Professors, consider taking some weight off final exams

Michael Lazenby, Columnist

Final exams should be used to gauge a student’s overall understanding of class material, not test their poise under pressure. Many students understand that finals can be helpful for assessing their comprehension; however, the unnecessary pressure from high-stakes final exams is counterproductive.

Because final exams tend to account for a larger portion of a student’s grade, students often become anxious about them. When final exams count for more than regular exams, students and their grades tend to suffer unnecessary consequences, such as stress and doubt.
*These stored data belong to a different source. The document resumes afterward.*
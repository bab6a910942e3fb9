use clap::ValueEnum;
use regex::Regex;
use serde::{Deserialize, Serialize};

use crate::error::ValidationError;
use crate::fastq::FastqRecord;
use crate::filter::{Outcome, Transform, TransformKind};

/// How adapter strings from the catalog are turned into matchers.
#[derive(Debug, Clone, Copy, Default, PartialEq, Eq, ValueEnum, Serialize, Deserialize)]
#[serde(rename_all = "lowercase")]
pub enum PatternMode {
    /// Adapter strings are regular expressions.
    #[default]
    Regex,
    /// Adapter strings are matched as plain text.
    Literal,
}

/// Removes every occurrence of each adapter from the sequence line.
///
/// Patterns run in catalog order, each one over the output of the previous,
/// so overlapping adapters are resolved by list order. The quality line is
/// left untouched, so a stripped record's quality can be longer than its
/// sequence.
pub struct AdapterStrip {
    patterns: Vec<Regex>,
}

impl AdapterStrip {
    pub fn new<S: AsRef<str>>(adapters: &[S], mode: PatternMode) -> Result<Self, ValidationError> {
        let mut patterns = Vec::with_capacity(adapters.len());
        for adapter in adapters {
            let adapter = adapter.as_ref();
            if adapter.is_empty() {
                continue;
            }
            let source = match mode {
                PatternMode::Regex => adapter.to_string(),
                PatternMode::Literal => regex::escape(adapter),
            };
            let re = Regex::new(&source).map_err(|source| ValidationError::InvalidPattern {
                pattern: adapter.to_string(),
                source,
            })?;
            patterns.push(re);
        }
        Ok(Self { patterns })
    }

    pub fn strip(&self, seq: &str) -> String {
        let mut out = seq.to_string();
        for re in &self.patterns {
            if re.is_match(&out) {
                out = re.replace_all(&out, "").into_owned();
            }
        }
        out
    }
}

impl Transform for AdapterStrip {
    fn kind(&self) -> TransformKind {
        TransformKind::AdapterStrip
    }

    fn apply(&self, mut rec: FastqRecord) -> Outcome {
        let stripped = self.strip(&rec.seq);
        let modified = stripped != rec.seq;
        rec.seq = stripped;
        Outcome::keep(rec, modified)
    }
}

#[cfg(test)]
mod tests {
    use super::*;

    fn rec(seq: &str) -> FastqRecord {
        FastqRecord::new("@r1".into(), seq.into(), "+".into(), "I".repeat(seq.len()))
    }

    #[test]
    fn strips_adapter_and_leaves_quality_alone() {
        let t = AdapterStrip::new(&["ACGT"], PatternMode::Regex).unwrap();
        let out = t.apply(rec("XXACGTYY"));
        assert!(out.modified);
        let r = out.record.unwrap();
        assert_eq!(r.seq, "XXYY");
        // quality keeps its full length
        assert_eq!(r.qual.len(), 8);
    }

    #[test]
    fn removes_all_non_overlapping_matches() {
        let t = AdapterStrip::new(&["AA"], PatternMode::Literal).unwrap();
        assert_eq!(t.strip("AAAAA"), "A");
        assert_eq!(t.strip("CAAGAAT"), "CGT");
    }

    #[test]
    fn later_patterns_see_earlier_results() {
        // removing "GG" first joins "AC" and "TT" into "ACTT"
        let t = AdapterStrip::new(&["GG", "ACTT"], PatternMode::Literal).unwrap();
        assert_eq!(t.strip("CACGGTTC"), "CC");

        let reversed = AdapterStrip::new(&["ACTT", "GG"], PatternMode::Literal).unwrap();
        assert_eq!(reversed.strip("CACGGTTC"), "CACTTC");
    }

    #[test]
    fn unmatched_record_is_kept_unmodified() {
        let t = AdapterStrip::new(&["GGGG"], PatternMode::Regex).unwrap();
        let out = t.apply(rec("ACGT"));
        assert!(!out.modified);
        assert_eq!(out.record.unwrap().seq, "ACGT");
    }

    #[test]
    fn regex_mode_honours_metacharacters() {
        let regex = AdapterStrip::new(&["A.G"], PatternMode::Regex).unwrap();
        assert_eq!(regex.strip("TACGT"), "TT");

        let literal = AdapterStrip::new(&["A.G"], PatternMode::Literal).unwrap();
        assert_eq!(literal.strip("TACGT"), "TACGT");
        assert_eq!(literal.strip("TA.GT"), "TT");
    }

    #[test]
    fn invalid_regex_is_a_validation_error() {
        match AdapterStrip::new(&["AC(GT"], PatternMode::Regex) {
            Err(ValidationError::InvalidPattern { pattern, .. }) => assert_eq!(pattern, "AC(GT"),
            Err(other) => panic!("unexpected error {other}"),
            Ok(_) => panic!("pattern should not compile"),
        }
        assert!(AdapterStrip::new(&["AC(GT"], PatternMode::Literal).is_ok());
    }

    #[test]
    fn empty_adapters_are_skipped() {
        let t = AdapterStrip::new(&["", "AC"], PatternMode::Regex).unwrap();
        assert_eq!(t.patterns.len(), 1);
        assert_eq!(t.strip("GACT"), "GT");
    }
}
Professors, consider decreasing the weight of final exams to that of regular exams.

Biochemistry senior Farai Mubvumba explained her views regarding added weight on final exams.
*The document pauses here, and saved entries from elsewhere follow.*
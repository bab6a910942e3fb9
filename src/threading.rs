//! Worker thread and the one-way message channel it reports through.
//!
//! A run executes on its own thread and talks to the caller only through
//! a per-run channel: zero or more `Progress` messages, then exactly one
//! terminal `Result` or `Error`. The caller polls with `try_receive` and
//! never blocks, so its own loop stays responsive.

use std::sync::atomic::{AtomicBool, Ordering};
use std::sync::Arc;
use std::thread::{self, JoinHandle};
use std::time::Duration;

use crossbeam::channel::{unbounded, Receiver, Sender, TryRecvError};
use tracing::{debug, warn};

use crate::config::PreparedRun;
use crate::engine;
use crate::report::RunSummary;

#[derive(Debug, Clone, PartialEq)]
pub enum Message {
    /// Completed fraction of the run, 0 to 100.
    Progress(f64),
    Result(RunSummary),
    Error(String),
}

impl Message {
    pub fn is_terminal(&self) -> bool {
        !matches!(self, Message::Progress(_))
    }
}

#[derive(Clone)]
pub struct ProgressSender {
    tx: Sender<Message>,
}

impl ProgressSender {
    /// Never blocks. A consumer that went away is not an error for the worker.
    pub fn send(&self, msg: Message) {
        if self.tx.send(msg).is_err() {
            debug!("progress receiver dropped, message discarded");
        }
    }
}

pub struct ProgressReceiver {
    rx: Receiver<Message>,
}

impl ProgressReceiver {
    /// Next message in send order, or `None` if nothing is waiting.
    pub fn try_receive(&self) -> Option<Message> {
        match self.rx.try_recv() {
            Ok(msg) => Some(msg),
            Err(TryRecvError::Empty) | Err(TryRecvError::Disconnected) => None,
        }
    }
}

/// Unbounded single-run channel.
pub fn channel() -> (ProgressSender, ProgressReceiver) {
    let (tx, rx) = unbounded();
    (ProgressSender { tx }, ProgressReceiver { rx })
}

/// Caller-side handle on a run executing in the background.
pub struct RunHandle {
    rx: ProgressReceiver,
    cancel: Arc<AtomicBool>,
    worker: Option<JoinHandle<()>>,
}

/// Starts `run` on a new worker thread with a fresh channel.
pub fn spawn_run(run: PreparedRun) -> RunHandle {
    let (tx, rx) = channel();
    let cancel = Arc::new(AtomicBool::new(false));
    let cancel_flag = cancel.clone();

    let handle = thread::spawn(move || {
        let PreparedRun { job, transform } = run;
        let mut report_progress = |pct: f64| tx.send(Message::Progress(pct));
        let result = engine::run(&job, transform.as_ref(), &mut report_progress, &cancel_flag);
        match result {
            Ok(stats) => tx.send(Message::Result(RunSummary::new(&job, &stats))),
            Err(e) => tx.send(Message::Error(e.to_string())),
        }
    });

    RunHandle { rx, cancel, worker: Some(handle) }
}

impl RunHandle {
    pub fn try_receive(&self) -> Option<Message> {
        self.rx.try_receive()
    }

    /// Whether the worker thread has exited.
    pub fn is_finished(&self) -> bool {
        self.worker.as_ref().map_or(true, |w| w.is_finished())
    }

    /// Asks the worker to stop at the next record boundary.
    pub fn cancel(&self) {
        self.cancel.store(true, Ordering::Relaxed);
    }

    /// Polls every `interval` until the terminal message arrives, passing
    /// every message (terminal included) to `on_message`. A worker that
    /// exits without reporting is turned into an `Error`.
    pub fn poll_until_done<F>(mut self, interval: Duration, mut on_message: F) -> Message
    where
        F: FnMut(&Message),
    {
        loop {
            // sampled before draining, so messages sent right before exit are read
            let finished = self.is_finished();
            while let Some(msg) = self.try_receive() {
                on_message(&msg);
                if msg.is_terminal() {
                    self.join();
                    return msg;
                }
            }
            if finished {
                self.join();
                let msg = Message::Error("worker stopped without reporting a result".to_string());
                on_message(&msg);
                return msg;
            }
            thread::sleep(interval);
        }
    }

    fn join(&mut self) {
        if let Some(w) = self.worker.take() {
            if w.join().is_err() {
                warn!("worker thread panicked");
            }
        }
    }
}

impl Drop for RunHandle {
    fn drop(&mut self) {
        // an abandoned run stops at the next record instead of running on
        if !self.is_finished() {
            self.cancel();
        }
    }
}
“If all of the percentages (weights) are the same for (all) exams, then (students) have a bit of a chance to focus on specifics and the final isn’t so daunting to study for,” Mubvumba said. “(Weights) don’t test how well you can comprehend the material but more so how well you can cram the material.”

When students take normal exams throughout the entire semester and perform well, there is no reason they shouldn’t perform comparably on similarly weighted final exams. When students aren’t excessively worrying about their grades, they’re able to fully focus on studying; the opposite is the case when their final exam is worth 40% of their grade.

“Whenever a test is weighted more, there is definitely that mentality of ‘I can’t make any mistakes,’ which makes it worse,” Mubvumba said. “I think if (all exams are worth the) same percentage, then I think it’s definitely easier to look at it as something you can tackle instead of something like, ‘This is a huge part of my grade.’”

Renita Coleman, a professor in the School of Journalism and Media, sees no use in adding additional weight to final exams.

“When I first started teaching and I looked at other people’s syllabi and how they did it, I believe I may have … (added weight on final exams) when I first started out. Then I thought, ‘This is dumb, I don’t need to do this.’ I may have done that just because someone else did,” Coleman said. “As I got more confident as a teacher in my own right, I started thinking, ‘Why am I doing this?’”

While adding weight to final exams has been a longtime tradition, that is not a sufficient reason for adding undue strain on students. While it can be difficult to break tradition, professors like Coleman embrace changes that can help make finals a more lucrative and educational experience for students.

Early on, Coleman made immediate and intentional changes that helped her students showcase their retention in more practical, less stressful ways. Whether she tests comprehension through a presentation or written exam, she does not add any additional weight to final exams.

Ultimately, Coleman is concerned with measuring students’ understanding at the end of the semester, not adding more pressure to her students’ already stressful life. Coleman isn’t doing anything impossible. Taking added weight off final exams is not only feasible, but it can also have a positive impact on student retention and decrease stress during one of the most stress-filled times in their collegiate lives.

Studying for one class is stressful enough without the added pressure of your final test counting for an excessively large slice of your grade. As Coleman pointed out, there aren’t many answers as to why final exams have added weight in the first place.

A final exam is just that — an exam. As such, professors need to start treating them for what they are and apply equal weight to all exams.

Lazenby is an economics junior from Chicago, Illinois.